#[cfg(test)]
mod tests {
    use std::time::Duration;

    use super::*;
    use crate::focus::testing::RecordingSource;
    use crate::stage::GrowthStage;

    fn app() -> App {
        let settings = Settings {
            bell: false,
            ..Settings::default()
        };
        let (source, _) = RecordingSource::new();
        App::new(settings, Box::new(source))
    }

    fn type_text(app: &mut App, text: &str) {
        for c in text.chars() {
            app.handle_event(Action::Char(c));
        }
    }

    #[test]
    fn test_enter_starts_selected_preset() {
        let mut app = app();
        app.handle_event(Action::Down); // 30 min
        app.handle_event(Action::Enter);

        assert!(app.session.is_running());
        assert_eq!(app.session.initial_seconds(), 30 * 60);
        assert!(app.session.is_focus_guarded());
    }

    #[test]
    fn test_navigation_wraps() {
        let mut app = app();
        app.handle_event(Action::Up);
        assert_eq!(app.selected_preset(), Some(180));
        app.handle_event(Action::Down);
        assert_eq!(app.selected_preset(), Some(15));
    }

    #[test]
    fn test_second_start_reports_already_running() {
        let mut app = app();
        app.handle_event(Action::Enter);
        app.handle_event(Action::Down);
        app.handle_event(Action::Enter);

        assert_eq!(app.session.initial_seconds(), 15 * 60);
        let status = app.status.as_ref().unwrap();
        assert!(status.is_error);
        assert_eq!(status.text, "A focus session is already running");
    }

    #[test]
    fn test_custom_timer_flow() {
        let mut app = app();
        app.handle_event(Action::CustomTimer);
        assert!(app.is_text_entry());

        app.handle_event(Action::Right); // minutes
        type_text(&mut app, "1");
        app.handle_event(Action::Right); // seconds
        type_text(&mut app, "30");
        app.handle_event(Action::Enter);

        assert_eq!(app.current_view, View::Timer);
        assert_eq!(app.session.initial_seconds(), 90);
        assert!(app.session.is_running());
    }

    #[test]
    fn test_custom_timer_clamps_and_coerces() {
        let mut app = app();
        app.handle_event(Action::CustomTimer);
        type_text(&mut app, "ab");
        app.handle_event(Action::Right);
        type_text(&mut app, "75");
        app.handle_event(Action::Enter);

        assert_eq!(app.session.initial_seconds(), 59 * 60);
    }

    #[test]
    fn test_negative_custom_field_keeps_dialog_open() {
        let mut app = app();
        app.handle_event(Action::CustomTimer);
        type_text(&mut app, "-1");
        app.handle_event(Action::Enter);

        assert_eq!(app.current_view, View::Input(InputMode::CustomDuration));
        assert!(app.status.as_ref().unwrap().is_error);
        assert!(!app.session.is_running());
    }

    #[test]
    fn test_inputs_locked_while_running() {
        let mut app = app();
        app.handle_event(Action::Enter);
        app.handle_event(Action::CustomTimer);
        assert_eq!(app.current_view, View::Timer);
        app.handle_event(Action::AddMaterials);
        assert_eq!(app.current_view, View::Timer);
    }

    #[test]
    fn test_stop_detaches_guard() {
        let mut app = app();
        app.handle_event(Action::Enter);
        app.handle_event(Action::Stop);

        assert!(!app.session.is_running());
        assert!(!app.session.is_focus_guarded());
        assert_eq!(app.session.remaining_seconds(), 15 * 60);
    }

    #[test]
    fn test_focus_warning_then_sos_suppresses() {
        let mut app = app();
        app.handle_event(Action::Enter);

        app.handle_event(Action::FocusLost);
        app.handle_event(Action::FocusGained);
        assert_eq!(app.alerts.raised, 1);
        assert!(app.alerts.current.is_some());

        // Any key closes the alert
        app.handle_event(Action::Down);
        assert!(app.alerts.current.is_none());

        app.handle_event(Action::ToggleSos);
        app.handle_event(Action::FocusLost);
        app.handle_event(Action::FocusGained);
        assert_eq!(app.alerts.raised, 1);
        assert!(app.alerts.current.is_none());
    }

    #[test]
    fn test_focus_gain_at_session_start_is_ignored() {
        let mut app = app();
        app.handle_event(Action::Enter);

        // Some terminals report focus as soon as reporting is enabled
        app.handle_event(Action::FocusGained);
        assert_eq!(app.alerts.raised, 0);
        assert!(app.alerts.current.is_none());
    }

    #[test]
    fn test_focus_ignored_when_idle() {
        let mut app = app();
        app.handle_event(Action::FocusLost);
        app.handle_event(Action::FocusGained);
        assert_eq!(app.alerts.raised, 0);
    }

    #[test]
    fn test_allowed_apps_follow_sos_mode() {
        let mut app = app();
        app.handle_event(Action::ToggleApp);
        assert_eq!(app.sos.allowed_count(), 0);

        app.handle_event(Action::ToggleSos);
        app.handle_event(Action::NextPanel);
        assert_eq!(app.panel, Panel::Apps);
        app.handle_event(Action::Down); // Gmail
        app.handle_event(Action::Enter);
        assert!(app.sos.is_allowed("Gmail"));

        app.handle_event(Action::ToggleSos);
        assert_eq!(app.sos.allowed_count(), 0);
        assert_eq!(app.panel, Panel::Presets);
    }

    #[test]
    fn test_materials_dialog_adds_pdfs() {
        let mut app = app();
        app.handle_event(Action::AddMaterials);
        type_text(&mut app, "notes.pdf diagram.png slides.pdf");
        app.handle_event(Action::Enter);

        assert_eq!(app.current_view, View::Timer);
        assert_eq!(app.materials.names(), ["notes.pdf", "slides.pdf"]);
        assert!(!app.status.as_ref().unwrap().is_error);
    }

    #[test]
    fn test_ticks_complete_session() {
        let mut app = app();
        app.handle_event(Action::CustomTimer);
        app.handle_event(Action::Left); // seconds
        type_text(&mut app, "3");
        app.handle_event(Action::Enter);

        let deadline = app.session.next_deadline().unwrap();
        app.on_tick(deadline + Duration::from_secs(2));

        assert!(!app.session.is_running());
        assert_eq!(app.session.stage(), GrowthStage::Tree);
        assert!(app.session.next_deadline().is_none());
        assert_eq!(
            app.status.as_ref().unwrap().text,
            "Session complete! Your tree is fully grown."
        );
    }

    #[test]
    fn test_help_toggles_outside_text_entry() {
        let mut app = app();
        app.handle_event(Action::Help);
        assert!(app.show_help);
        app.handle_event(Action::Enter);
        assert!(!app.show_help);
        assert!(!app.session.is_running());
    }
}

▶ [Instructions for the task]:
Every line of the listing that includes "slides" must be shown.

▶ [Task output]:
        type_text(&mut app, "notes.pdf diagram.png slides.pdf");
        assert_eq!(app.materials.names(), ["notes.pdf", "slides.pdf"]);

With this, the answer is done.